Problem description:
Each line below that holds the string "FilesystemMutex" counts once; report the total and nothing else.
Top of Data for processing
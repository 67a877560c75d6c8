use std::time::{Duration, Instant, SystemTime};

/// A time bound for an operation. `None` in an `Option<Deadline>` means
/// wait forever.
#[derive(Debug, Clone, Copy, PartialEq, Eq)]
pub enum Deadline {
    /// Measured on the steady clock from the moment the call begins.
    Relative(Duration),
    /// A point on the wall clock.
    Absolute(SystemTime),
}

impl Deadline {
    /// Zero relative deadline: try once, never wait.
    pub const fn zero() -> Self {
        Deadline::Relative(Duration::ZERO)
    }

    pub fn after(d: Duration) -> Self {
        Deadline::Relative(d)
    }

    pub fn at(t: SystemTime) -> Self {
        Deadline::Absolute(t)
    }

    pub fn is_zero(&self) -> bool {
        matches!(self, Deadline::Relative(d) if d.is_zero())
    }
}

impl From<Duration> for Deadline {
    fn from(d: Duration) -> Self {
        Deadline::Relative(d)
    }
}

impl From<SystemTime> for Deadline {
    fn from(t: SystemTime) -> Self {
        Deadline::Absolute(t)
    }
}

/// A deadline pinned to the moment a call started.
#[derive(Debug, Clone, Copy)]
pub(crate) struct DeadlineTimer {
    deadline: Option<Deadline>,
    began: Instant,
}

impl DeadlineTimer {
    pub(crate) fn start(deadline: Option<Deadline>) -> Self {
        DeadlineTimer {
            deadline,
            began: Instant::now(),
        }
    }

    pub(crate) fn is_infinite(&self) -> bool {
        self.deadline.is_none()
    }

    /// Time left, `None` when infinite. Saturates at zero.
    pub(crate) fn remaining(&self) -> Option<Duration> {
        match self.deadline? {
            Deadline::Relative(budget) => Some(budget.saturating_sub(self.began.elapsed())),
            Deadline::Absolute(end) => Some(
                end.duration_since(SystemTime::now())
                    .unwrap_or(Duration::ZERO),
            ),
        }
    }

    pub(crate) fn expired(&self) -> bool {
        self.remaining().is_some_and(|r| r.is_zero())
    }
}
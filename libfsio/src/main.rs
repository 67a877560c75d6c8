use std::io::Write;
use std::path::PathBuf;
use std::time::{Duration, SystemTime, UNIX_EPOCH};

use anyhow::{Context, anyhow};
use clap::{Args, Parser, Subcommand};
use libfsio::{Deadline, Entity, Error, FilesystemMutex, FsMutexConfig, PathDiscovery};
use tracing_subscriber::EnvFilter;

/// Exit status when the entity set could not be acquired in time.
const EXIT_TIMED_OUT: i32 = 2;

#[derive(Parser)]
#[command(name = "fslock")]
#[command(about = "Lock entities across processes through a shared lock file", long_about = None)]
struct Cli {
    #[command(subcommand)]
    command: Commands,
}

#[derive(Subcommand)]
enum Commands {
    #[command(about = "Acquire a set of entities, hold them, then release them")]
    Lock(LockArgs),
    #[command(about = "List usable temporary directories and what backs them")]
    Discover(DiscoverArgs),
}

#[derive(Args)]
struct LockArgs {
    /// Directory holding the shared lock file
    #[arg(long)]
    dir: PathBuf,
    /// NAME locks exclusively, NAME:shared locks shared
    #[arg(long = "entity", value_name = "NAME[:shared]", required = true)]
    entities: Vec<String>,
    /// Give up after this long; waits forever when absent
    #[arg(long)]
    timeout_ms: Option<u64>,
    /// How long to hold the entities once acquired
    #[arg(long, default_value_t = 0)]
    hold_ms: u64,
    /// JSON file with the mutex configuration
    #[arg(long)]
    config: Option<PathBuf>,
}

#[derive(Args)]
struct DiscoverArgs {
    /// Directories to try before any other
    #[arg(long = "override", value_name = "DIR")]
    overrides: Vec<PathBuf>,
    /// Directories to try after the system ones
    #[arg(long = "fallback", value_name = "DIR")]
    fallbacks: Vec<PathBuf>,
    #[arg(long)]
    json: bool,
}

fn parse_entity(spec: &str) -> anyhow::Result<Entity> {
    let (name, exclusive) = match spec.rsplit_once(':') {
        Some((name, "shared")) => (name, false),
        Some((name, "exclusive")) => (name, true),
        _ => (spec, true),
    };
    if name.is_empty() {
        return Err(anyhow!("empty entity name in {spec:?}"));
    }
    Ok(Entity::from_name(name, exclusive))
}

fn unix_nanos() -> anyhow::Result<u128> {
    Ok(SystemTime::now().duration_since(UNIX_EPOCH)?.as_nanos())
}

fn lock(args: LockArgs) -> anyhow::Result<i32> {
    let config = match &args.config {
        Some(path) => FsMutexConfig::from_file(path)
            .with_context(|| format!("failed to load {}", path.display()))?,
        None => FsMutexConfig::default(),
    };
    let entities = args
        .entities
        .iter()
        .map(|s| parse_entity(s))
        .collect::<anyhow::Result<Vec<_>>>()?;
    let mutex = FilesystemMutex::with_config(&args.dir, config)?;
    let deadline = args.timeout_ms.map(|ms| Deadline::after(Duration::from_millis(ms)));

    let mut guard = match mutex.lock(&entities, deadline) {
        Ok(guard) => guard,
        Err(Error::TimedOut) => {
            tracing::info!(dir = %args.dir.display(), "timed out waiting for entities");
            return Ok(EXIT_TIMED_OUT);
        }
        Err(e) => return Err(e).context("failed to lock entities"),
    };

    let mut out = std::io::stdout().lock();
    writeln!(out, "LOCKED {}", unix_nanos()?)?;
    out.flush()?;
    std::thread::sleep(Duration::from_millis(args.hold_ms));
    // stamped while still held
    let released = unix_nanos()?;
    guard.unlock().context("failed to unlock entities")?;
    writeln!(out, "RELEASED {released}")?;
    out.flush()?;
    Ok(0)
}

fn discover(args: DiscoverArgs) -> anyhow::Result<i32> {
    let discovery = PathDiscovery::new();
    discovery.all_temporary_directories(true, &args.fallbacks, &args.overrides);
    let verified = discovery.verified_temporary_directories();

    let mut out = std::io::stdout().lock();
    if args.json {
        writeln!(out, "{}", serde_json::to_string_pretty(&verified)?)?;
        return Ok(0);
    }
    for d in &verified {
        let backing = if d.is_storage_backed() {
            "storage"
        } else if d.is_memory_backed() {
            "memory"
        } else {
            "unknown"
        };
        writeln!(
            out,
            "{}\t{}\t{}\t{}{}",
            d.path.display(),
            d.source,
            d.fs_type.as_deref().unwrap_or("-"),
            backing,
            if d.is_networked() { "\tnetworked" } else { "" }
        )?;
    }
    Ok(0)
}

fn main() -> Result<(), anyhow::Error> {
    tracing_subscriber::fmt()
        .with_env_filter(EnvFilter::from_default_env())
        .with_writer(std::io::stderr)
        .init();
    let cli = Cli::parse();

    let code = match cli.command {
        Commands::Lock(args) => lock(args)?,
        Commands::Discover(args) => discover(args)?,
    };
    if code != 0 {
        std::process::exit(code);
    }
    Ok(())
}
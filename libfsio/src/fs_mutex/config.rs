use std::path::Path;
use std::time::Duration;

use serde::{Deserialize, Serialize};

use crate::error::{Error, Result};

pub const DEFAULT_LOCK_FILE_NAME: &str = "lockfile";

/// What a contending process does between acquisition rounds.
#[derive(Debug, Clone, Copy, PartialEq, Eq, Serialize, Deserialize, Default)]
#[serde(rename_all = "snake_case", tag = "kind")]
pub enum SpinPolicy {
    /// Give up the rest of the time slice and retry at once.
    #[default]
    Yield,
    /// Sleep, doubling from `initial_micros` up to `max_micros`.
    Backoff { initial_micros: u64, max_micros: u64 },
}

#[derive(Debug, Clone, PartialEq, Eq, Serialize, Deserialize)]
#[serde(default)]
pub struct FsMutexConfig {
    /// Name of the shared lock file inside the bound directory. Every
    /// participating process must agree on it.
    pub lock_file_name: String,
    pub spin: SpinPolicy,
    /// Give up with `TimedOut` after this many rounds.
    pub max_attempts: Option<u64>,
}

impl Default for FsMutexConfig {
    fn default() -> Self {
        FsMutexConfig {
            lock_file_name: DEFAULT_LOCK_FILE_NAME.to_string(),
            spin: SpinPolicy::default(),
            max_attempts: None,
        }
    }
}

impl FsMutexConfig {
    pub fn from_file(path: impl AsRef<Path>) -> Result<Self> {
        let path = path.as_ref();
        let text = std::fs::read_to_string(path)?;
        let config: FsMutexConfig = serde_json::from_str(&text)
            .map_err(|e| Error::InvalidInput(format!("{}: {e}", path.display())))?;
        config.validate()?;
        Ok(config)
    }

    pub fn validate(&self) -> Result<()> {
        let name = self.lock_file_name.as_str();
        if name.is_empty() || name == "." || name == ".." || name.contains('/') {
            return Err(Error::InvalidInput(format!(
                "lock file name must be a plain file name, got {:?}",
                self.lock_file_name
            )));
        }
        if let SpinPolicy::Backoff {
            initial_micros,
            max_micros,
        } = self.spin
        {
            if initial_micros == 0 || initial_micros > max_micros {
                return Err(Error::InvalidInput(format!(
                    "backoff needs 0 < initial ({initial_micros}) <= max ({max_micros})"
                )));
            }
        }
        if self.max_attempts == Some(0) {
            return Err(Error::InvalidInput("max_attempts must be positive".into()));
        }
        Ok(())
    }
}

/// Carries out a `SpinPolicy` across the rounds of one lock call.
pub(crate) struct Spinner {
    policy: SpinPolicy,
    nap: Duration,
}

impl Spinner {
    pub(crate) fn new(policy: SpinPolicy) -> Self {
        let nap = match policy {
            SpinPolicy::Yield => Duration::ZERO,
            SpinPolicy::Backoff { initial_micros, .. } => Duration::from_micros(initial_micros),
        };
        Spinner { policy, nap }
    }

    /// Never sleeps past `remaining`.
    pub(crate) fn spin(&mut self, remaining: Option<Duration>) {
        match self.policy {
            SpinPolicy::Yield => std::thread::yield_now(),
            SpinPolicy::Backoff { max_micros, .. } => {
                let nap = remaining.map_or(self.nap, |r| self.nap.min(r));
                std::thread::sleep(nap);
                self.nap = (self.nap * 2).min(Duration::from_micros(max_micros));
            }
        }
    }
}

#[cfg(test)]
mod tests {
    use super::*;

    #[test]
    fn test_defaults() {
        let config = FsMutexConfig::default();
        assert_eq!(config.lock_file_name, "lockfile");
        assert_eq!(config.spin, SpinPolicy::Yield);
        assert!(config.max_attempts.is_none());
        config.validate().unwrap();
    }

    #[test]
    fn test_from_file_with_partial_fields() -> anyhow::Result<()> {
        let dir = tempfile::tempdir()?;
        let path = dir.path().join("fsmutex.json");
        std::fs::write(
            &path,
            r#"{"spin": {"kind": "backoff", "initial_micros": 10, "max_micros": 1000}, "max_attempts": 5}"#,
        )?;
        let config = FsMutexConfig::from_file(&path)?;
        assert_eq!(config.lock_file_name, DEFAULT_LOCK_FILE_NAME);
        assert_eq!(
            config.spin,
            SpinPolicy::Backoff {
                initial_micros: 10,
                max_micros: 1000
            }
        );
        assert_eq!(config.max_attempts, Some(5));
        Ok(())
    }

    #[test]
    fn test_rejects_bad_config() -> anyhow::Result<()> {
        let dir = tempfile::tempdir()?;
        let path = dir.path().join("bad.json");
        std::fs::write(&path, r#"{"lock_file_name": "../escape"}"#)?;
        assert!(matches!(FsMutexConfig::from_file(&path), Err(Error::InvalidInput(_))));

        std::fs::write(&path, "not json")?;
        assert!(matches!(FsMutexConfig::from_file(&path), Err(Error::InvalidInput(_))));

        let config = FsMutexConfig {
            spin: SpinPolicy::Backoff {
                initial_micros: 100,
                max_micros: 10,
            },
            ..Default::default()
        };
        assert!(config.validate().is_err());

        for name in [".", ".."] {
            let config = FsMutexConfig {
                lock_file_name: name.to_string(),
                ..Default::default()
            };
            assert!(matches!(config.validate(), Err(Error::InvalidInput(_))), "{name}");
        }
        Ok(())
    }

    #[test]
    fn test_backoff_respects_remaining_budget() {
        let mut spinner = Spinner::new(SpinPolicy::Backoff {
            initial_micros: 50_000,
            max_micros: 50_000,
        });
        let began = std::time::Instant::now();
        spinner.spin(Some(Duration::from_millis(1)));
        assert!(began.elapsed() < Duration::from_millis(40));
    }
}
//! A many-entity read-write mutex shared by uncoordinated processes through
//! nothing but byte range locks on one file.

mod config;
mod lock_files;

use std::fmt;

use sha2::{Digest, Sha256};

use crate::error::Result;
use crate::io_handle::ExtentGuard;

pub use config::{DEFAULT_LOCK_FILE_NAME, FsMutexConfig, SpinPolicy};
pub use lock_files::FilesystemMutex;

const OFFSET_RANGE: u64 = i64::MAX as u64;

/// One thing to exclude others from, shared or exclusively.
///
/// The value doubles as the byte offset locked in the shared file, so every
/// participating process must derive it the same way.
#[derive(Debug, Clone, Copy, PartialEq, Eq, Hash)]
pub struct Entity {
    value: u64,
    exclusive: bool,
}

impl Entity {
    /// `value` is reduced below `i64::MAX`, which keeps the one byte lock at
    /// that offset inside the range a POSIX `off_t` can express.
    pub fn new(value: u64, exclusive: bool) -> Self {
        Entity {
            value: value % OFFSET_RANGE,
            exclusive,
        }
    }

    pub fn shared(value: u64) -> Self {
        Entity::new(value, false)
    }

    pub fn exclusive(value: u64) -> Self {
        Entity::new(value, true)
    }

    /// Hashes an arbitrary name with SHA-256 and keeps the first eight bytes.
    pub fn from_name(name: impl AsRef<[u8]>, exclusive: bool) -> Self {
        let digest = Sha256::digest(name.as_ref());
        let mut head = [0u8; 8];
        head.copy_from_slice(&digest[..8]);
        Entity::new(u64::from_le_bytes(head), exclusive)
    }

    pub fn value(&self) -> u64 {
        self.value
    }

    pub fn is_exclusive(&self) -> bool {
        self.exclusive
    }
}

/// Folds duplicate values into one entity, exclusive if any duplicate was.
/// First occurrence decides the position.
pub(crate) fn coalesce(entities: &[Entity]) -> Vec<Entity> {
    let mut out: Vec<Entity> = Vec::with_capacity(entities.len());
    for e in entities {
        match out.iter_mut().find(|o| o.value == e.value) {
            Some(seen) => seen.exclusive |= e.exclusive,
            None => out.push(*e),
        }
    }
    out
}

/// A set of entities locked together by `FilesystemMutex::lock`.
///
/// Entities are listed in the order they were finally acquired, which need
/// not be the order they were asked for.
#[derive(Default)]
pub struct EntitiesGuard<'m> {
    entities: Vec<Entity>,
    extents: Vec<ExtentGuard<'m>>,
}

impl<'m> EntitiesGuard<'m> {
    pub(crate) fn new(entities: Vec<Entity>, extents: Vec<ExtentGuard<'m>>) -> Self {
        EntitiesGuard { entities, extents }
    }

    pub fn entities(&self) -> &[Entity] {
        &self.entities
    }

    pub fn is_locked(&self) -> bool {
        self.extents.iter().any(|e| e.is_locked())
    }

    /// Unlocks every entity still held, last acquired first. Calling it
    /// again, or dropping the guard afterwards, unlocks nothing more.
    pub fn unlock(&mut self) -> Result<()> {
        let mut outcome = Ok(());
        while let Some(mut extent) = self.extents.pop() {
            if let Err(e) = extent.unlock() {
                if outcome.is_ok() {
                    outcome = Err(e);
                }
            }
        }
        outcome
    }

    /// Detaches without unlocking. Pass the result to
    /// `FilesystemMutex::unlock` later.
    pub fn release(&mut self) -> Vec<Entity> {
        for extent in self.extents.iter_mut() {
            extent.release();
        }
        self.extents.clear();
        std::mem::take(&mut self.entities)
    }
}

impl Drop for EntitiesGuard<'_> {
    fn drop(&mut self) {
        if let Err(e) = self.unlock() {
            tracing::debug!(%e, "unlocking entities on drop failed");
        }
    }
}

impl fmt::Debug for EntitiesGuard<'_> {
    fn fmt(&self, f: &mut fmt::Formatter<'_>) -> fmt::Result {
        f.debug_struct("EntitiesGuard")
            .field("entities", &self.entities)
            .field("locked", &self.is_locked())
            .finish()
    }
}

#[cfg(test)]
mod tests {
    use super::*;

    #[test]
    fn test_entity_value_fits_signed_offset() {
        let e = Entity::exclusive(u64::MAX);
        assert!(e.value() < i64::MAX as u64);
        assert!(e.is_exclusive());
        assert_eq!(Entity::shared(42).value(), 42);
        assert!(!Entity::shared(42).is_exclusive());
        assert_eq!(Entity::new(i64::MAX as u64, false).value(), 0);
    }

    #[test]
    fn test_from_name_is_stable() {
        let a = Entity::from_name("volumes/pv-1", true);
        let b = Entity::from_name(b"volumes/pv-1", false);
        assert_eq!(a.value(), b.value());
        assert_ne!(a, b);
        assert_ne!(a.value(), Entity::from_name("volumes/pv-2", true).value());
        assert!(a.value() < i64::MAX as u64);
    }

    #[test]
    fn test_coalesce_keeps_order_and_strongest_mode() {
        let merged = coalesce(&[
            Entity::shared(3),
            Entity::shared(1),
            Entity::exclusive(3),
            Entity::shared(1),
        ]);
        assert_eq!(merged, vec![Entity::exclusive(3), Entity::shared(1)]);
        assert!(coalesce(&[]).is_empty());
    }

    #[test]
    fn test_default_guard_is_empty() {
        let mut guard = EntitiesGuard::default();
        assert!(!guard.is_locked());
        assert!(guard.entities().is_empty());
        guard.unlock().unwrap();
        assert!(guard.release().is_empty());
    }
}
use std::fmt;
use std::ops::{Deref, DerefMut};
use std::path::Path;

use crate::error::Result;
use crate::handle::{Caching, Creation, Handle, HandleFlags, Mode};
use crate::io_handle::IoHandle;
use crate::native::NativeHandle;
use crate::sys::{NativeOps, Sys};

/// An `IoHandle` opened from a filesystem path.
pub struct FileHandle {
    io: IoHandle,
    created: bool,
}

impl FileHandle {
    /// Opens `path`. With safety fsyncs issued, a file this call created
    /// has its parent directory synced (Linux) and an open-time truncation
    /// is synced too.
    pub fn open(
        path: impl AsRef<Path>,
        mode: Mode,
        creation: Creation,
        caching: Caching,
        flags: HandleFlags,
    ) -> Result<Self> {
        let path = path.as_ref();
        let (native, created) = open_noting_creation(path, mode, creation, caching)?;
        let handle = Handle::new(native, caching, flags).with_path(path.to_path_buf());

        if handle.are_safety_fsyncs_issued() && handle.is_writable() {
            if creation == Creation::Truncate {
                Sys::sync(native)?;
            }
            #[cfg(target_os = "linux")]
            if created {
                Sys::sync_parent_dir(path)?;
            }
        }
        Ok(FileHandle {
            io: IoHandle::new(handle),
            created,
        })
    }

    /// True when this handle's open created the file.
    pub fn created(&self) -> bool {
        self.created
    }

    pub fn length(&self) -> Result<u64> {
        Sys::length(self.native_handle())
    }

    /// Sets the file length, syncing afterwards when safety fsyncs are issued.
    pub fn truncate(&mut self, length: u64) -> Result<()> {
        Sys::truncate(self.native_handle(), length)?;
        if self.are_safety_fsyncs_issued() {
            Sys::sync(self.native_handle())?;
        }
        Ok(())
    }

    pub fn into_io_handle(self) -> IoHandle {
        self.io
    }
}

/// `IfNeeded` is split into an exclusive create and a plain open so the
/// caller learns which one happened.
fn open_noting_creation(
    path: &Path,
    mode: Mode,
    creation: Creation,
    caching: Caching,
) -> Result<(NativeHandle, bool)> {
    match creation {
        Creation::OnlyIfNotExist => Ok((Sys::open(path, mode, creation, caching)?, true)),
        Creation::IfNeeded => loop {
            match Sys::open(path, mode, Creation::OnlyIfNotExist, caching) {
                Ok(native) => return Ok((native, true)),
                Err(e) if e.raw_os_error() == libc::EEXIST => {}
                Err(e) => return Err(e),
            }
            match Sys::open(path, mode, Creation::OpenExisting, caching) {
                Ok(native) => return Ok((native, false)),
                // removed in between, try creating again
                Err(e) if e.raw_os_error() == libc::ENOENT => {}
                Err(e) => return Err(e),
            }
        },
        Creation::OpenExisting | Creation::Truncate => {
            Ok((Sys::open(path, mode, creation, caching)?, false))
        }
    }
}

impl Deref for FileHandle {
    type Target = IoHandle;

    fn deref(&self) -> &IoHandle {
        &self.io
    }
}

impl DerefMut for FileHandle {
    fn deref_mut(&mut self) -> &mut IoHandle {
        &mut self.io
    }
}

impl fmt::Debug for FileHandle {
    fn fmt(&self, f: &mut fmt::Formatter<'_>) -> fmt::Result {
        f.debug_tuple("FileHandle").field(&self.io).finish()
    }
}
Bottom of Data for processing
Response:
5